▶ [WHAT YOU ARE ASKED TO DO]: Return the count of lines in the records that include the string "first", and nothing besides it.

Dataset entries:
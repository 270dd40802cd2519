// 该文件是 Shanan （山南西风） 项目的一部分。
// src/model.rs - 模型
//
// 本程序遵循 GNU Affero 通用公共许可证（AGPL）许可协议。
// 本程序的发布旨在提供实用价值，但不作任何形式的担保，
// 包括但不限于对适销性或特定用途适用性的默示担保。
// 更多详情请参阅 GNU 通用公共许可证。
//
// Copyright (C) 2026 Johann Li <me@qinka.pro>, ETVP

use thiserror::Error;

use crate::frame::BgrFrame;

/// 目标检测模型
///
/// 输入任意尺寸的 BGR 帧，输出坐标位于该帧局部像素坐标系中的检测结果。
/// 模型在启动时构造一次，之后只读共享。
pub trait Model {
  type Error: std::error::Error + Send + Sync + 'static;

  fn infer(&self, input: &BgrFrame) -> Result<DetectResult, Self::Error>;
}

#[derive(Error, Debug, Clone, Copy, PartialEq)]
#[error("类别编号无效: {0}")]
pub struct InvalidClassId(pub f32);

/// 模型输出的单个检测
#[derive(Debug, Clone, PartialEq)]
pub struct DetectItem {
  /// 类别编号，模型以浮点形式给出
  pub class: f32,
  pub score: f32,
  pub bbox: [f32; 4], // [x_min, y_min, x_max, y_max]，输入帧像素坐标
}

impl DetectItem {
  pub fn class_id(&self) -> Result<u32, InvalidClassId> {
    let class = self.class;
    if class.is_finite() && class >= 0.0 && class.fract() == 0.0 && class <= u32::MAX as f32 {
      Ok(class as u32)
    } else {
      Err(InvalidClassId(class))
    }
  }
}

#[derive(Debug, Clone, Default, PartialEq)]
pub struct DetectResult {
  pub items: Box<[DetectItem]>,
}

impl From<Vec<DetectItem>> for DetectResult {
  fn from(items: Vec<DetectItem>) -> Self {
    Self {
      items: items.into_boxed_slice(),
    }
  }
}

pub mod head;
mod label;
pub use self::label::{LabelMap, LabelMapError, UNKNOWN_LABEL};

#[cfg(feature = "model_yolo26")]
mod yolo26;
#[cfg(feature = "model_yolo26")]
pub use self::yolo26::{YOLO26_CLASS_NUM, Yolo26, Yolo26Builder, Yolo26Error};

==

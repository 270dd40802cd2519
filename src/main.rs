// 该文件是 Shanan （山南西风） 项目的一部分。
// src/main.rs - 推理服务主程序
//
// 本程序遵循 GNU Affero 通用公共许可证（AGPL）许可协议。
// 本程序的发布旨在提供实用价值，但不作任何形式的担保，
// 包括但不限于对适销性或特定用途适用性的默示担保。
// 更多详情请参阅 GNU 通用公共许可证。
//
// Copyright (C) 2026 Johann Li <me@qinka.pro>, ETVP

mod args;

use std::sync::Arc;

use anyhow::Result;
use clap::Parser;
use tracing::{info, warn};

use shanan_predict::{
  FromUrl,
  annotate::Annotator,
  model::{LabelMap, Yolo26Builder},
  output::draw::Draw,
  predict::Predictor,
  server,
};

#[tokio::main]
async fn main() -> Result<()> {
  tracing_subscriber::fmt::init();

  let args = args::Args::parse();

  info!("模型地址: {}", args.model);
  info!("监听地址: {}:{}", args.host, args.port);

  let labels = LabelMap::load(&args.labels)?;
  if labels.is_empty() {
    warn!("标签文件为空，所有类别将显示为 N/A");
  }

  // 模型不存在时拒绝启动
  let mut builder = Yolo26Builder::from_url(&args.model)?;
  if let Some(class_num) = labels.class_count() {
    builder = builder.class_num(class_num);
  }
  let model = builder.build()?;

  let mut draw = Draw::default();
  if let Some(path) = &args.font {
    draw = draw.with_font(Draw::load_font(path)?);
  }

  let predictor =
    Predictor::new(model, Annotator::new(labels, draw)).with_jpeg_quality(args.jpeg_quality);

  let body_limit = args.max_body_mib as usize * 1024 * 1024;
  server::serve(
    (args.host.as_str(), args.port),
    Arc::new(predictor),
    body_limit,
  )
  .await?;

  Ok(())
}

---

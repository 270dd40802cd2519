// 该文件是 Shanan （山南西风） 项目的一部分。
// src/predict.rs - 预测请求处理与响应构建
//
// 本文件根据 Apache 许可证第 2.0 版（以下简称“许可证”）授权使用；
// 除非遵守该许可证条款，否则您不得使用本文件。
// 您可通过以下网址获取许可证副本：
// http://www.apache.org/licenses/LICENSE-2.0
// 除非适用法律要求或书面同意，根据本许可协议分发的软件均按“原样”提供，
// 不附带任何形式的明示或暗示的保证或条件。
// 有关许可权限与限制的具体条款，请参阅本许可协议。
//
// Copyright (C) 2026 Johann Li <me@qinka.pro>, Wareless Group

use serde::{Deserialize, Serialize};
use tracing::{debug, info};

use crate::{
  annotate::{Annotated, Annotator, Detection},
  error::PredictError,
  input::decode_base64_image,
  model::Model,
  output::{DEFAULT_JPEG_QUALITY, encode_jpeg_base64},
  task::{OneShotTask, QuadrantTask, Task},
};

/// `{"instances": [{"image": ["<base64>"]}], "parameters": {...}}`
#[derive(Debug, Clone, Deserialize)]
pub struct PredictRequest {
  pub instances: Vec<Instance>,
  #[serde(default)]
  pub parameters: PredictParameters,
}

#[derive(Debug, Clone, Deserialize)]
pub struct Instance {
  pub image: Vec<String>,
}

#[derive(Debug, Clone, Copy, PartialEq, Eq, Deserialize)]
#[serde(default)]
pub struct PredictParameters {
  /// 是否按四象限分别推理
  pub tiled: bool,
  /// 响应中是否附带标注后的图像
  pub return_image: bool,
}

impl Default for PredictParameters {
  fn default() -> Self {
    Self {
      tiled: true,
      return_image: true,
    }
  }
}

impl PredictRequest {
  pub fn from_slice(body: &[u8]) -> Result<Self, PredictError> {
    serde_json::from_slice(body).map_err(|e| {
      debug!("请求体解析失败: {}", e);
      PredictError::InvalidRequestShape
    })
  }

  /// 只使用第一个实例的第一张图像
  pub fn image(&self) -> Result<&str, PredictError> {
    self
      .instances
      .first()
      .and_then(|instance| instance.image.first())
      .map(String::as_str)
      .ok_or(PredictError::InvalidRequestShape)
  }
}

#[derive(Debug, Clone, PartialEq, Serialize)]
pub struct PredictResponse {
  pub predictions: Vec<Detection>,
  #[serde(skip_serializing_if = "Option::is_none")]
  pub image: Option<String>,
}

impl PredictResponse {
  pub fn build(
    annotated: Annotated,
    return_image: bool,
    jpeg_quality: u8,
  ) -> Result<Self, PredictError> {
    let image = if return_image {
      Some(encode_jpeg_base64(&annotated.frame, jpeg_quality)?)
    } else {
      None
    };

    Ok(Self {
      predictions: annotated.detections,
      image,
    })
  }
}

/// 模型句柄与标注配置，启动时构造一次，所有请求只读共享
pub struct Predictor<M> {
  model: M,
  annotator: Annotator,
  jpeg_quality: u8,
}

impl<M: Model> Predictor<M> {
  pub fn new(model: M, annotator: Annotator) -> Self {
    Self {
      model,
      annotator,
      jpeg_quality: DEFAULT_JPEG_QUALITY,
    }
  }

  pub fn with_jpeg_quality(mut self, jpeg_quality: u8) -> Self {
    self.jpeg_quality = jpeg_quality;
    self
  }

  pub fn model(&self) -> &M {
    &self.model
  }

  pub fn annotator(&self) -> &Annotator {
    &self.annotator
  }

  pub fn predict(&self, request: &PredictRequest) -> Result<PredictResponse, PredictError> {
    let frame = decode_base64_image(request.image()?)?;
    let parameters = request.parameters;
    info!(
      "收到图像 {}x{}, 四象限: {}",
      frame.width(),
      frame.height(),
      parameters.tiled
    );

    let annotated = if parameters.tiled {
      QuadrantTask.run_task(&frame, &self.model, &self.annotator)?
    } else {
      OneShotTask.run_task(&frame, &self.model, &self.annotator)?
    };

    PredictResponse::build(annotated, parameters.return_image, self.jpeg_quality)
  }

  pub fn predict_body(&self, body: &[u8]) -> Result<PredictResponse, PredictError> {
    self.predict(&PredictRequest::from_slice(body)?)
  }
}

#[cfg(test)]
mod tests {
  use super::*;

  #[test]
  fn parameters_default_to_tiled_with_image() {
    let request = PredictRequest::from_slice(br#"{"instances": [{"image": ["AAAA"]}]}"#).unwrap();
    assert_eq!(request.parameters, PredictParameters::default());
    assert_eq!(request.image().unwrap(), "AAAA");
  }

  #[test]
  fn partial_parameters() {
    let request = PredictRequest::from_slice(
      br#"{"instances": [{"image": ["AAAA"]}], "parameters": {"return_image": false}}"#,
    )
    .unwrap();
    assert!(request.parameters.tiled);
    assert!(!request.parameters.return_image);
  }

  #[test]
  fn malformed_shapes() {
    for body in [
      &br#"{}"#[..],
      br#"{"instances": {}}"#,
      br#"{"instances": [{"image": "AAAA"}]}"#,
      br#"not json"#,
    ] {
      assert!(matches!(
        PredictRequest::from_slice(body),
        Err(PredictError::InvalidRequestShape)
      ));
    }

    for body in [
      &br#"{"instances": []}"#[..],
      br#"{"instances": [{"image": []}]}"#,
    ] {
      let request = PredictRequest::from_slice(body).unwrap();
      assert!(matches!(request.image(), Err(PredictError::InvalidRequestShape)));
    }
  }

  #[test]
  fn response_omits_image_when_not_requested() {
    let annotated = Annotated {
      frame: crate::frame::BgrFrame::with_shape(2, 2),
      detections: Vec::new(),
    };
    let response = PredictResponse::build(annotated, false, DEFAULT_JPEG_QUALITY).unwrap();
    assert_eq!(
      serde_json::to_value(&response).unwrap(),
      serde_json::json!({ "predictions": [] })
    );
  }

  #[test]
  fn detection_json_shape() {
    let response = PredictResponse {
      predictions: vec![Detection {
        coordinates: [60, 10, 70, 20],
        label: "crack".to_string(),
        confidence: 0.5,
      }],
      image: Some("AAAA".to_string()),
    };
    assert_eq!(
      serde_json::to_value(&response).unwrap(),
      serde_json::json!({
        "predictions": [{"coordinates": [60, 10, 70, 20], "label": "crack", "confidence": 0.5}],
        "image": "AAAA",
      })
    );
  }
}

▶ [ANSWER FOR THE TASK]: 2